'''

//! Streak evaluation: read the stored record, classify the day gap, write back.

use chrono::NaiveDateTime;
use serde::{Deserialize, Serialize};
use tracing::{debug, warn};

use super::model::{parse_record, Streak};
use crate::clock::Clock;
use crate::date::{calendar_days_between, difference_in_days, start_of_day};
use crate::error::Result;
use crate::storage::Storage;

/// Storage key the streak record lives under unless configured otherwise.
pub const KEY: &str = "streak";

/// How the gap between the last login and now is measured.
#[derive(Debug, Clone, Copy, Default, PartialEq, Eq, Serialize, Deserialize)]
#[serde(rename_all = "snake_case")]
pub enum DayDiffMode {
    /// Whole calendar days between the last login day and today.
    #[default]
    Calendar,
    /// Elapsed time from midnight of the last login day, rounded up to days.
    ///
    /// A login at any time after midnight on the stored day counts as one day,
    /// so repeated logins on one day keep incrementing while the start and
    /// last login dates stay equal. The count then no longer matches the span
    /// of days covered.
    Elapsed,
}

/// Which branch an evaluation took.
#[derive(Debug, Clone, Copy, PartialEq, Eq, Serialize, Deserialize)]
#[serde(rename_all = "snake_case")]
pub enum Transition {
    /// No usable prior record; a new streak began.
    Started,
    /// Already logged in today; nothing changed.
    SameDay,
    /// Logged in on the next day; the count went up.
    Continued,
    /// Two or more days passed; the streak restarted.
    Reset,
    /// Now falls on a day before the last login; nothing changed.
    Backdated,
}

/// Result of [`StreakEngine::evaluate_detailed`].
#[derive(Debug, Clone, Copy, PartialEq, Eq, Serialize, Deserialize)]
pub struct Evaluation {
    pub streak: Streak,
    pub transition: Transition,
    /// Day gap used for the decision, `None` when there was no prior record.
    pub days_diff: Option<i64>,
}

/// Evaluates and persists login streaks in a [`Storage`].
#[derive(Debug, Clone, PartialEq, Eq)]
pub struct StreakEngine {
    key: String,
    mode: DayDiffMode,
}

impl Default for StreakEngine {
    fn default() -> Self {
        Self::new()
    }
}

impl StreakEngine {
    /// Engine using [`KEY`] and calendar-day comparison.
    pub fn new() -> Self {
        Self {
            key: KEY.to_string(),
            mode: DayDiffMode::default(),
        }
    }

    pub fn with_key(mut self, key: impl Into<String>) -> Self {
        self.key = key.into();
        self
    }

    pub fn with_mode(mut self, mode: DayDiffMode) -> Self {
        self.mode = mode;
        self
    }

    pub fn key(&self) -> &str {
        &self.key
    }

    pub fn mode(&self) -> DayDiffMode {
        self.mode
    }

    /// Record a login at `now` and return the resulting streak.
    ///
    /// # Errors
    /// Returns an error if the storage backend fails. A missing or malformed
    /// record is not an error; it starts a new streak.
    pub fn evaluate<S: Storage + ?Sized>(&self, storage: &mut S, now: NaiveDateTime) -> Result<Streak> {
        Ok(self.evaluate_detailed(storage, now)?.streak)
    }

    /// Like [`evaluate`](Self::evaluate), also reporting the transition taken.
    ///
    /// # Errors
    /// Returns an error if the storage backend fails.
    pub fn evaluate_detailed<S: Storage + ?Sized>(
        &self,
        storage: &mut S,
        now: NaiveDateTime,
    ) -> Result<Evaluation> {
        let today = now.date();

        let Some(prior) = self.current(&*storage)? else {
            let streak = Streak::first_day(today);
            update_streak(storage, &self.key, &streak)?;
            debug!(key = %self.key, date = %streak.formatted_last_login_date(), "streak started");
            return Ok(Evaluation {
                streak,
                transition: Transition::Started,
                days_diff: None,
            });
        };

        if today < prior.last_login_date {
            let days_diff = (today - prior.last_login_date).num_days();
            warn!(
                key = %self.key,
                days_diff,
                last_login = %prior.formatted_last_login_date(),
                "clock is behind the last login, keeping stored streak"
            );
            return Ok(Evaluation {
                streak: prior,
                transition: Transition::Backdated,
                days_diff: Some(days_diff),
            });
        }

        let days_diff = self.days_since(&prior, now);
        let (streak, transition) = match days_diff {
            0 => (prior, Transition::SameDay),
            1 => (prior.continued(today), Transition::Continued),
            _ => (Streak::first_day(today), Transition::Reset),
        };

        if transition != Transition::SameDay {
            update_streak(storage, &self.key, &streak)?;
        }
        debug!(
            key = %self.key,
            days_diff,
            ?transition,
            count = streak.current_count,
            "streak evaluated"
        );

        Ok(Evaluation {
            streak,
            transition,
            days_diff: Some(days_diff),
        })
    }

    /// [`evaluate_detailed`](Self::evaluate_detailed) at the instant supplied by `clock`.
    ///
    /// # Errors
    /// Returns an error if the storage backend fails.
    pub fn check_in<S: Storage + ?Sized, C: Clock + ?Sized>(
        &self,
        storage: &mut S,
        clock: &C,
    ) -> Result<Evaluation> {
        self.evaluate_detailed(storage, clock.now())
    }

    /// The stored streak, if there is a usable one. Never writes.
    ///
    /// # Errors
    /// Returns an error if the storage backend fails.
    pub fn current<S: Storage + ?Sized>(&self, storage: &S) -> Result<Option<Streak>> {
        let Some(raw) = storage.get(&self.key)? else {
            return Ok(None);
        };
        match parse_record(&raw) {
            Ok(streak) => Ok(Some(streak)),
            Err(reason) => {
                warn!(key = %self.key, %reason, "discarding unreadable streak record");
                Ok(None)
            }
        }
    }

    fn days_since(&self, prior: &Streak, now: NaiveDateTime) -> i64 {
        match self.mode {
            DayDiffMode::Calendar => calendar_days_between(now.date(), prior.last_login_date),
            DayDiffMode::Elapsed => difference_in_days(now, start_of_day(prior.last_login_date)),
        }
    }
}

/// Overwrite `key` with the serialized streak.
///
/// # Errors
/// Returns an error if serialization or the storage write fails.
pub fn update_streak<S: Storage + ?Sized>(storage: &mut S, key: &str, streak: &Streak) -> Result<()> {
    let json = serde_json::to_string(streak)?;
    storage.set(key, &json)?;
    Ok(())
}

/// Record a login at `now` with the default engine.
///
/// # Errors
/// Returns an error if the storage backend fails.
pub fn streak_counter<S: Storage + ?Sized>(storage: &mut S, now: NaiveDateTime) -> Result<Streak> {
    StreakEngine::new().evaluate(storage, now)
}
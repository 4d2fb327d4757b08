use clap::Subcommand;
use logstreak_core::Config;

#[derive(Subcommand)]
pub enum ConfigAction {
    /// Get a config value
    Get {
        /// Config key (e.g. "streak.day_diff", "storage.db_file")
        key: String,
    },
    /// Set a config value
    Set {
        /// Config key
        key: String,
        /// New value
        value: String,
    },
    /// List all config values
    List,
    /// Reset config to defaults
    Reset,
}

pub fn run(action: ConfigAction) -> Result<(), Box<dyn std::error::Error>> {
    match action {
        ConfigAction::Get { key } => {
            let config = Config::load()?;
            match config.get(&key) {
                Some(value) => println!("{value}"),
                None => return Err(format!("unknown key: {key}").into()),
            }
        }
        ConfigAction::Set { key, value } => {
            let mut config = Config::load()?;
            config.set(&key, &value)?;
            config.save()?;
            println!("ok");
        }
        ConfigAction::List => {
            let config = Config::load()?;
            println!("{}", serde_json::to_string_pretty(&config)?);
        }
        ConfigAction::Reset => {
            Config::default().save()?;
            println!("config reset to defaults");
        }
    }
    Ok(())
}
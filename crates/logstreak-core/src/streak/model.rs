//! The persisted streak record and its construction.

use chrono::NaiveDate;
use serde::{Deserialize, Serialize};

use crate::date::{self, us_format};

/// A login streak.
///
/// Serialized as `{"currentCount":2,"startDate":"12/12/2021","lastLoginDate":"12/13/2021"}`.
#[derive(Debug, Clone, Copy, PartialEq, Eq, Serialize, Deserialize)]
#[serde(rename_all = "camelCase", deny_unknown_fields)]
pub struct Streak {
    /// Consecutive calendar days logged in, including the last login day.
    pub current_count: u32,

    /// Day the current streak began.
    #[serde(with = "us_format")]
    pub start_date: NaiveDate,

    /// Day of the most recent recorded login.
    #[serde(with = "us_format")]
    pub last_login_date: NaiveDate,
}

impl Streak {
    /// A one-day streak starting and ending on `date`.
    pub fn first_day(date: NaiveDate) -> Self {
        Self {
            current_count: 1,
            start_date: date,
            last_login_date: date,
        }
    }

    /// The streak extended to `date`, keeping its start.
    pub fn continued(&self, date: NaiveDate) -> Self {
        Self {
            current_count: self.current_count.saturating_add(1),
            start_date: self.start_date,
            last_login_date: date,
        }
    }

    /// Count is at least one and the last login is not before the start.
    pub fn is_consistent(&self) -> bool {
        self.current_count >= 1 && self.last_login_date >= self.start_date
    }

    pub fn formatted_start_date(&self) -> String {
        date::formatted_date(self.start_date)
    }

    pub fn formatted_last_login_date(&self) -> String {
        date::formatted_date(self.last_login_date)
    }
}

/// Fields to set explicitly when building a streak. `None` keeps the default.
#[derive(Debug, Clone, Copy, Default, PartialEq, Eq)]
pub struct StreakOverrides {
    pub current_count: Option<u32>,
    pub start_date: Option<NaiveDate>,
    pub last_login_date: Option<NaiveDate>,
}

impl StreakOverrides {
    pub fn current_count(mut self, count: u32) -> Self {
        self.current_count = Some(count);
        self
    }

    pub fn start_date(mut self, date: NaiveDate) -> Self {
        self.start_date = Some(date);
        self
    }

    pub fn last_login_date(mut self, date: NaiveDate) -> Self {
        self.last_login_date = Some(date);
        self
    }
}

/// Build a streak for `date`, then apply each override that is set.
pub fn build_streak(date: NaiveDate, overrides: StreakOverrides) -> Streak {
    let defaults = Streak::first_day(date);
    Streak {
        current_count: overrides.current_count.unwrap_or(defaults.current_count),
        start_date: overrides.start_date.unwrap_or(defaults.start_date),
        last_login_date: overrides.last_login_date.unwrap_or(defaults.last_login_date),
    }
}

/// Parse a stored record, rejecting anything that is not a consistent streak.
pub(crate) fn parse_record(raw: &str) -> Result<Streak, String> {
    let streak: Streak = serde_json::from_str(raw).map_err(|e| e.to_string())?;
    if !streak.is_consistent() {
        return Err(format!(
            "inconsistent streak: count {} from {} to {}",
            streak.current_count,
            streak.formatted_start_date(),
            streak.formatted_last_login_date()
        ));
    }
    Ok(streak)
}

'''
'''

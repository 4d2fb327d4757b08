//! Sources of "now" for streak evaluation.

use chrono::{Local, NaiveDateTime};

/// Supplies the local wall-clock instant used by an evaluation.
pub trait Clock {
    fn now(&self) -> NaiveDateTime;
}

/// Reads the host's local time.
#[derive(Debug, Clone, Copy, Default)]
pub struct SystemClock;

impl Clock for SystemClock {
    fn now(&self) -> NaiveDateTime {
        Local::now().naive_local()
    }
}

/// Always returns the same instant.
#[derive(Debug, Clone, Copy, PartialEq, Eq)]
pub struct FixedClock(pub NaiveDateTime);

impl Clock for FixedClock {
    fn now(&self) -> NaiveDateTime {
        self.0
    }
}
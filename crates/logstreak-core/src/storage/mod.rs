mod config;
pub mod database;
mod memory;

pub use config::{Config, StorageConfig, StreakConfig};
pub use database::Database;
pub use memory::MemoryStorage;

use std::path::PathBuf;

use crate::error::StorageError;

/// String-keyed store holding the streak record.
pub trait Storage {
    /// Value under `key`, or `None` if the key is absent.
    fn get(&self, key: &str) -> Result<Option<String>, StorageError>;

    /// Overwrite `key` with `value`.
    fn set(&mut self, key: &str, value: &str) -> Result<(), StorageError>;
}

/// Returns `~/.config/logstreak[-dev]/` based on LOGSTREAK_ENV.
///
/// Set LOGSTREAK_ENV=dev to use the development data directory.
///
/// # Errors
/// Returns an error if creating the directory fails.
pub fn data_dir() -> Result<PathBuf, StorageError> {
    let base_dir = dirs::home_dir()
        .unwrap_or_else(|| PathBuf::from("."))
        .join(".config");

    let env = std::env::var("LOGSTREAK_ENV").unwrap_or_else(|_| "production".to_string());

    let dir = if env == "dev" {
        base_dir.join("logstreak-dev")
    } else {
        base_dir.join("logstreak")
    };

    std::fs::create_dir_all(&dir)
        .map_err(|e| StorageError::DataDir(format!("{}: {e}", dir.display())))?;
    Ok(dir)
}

'''

* DIRECTIONS:
Collect each line above holding the string "Elapsed".

* SOLUTION TO THE PROBLEM:
    /// Elapsed time from midnight of the last login day, rounded up to days.
    Elapsed,
            DayDiffMode::Elapsed => difference_in_days(now, start_of_day(prior.last_login_date)),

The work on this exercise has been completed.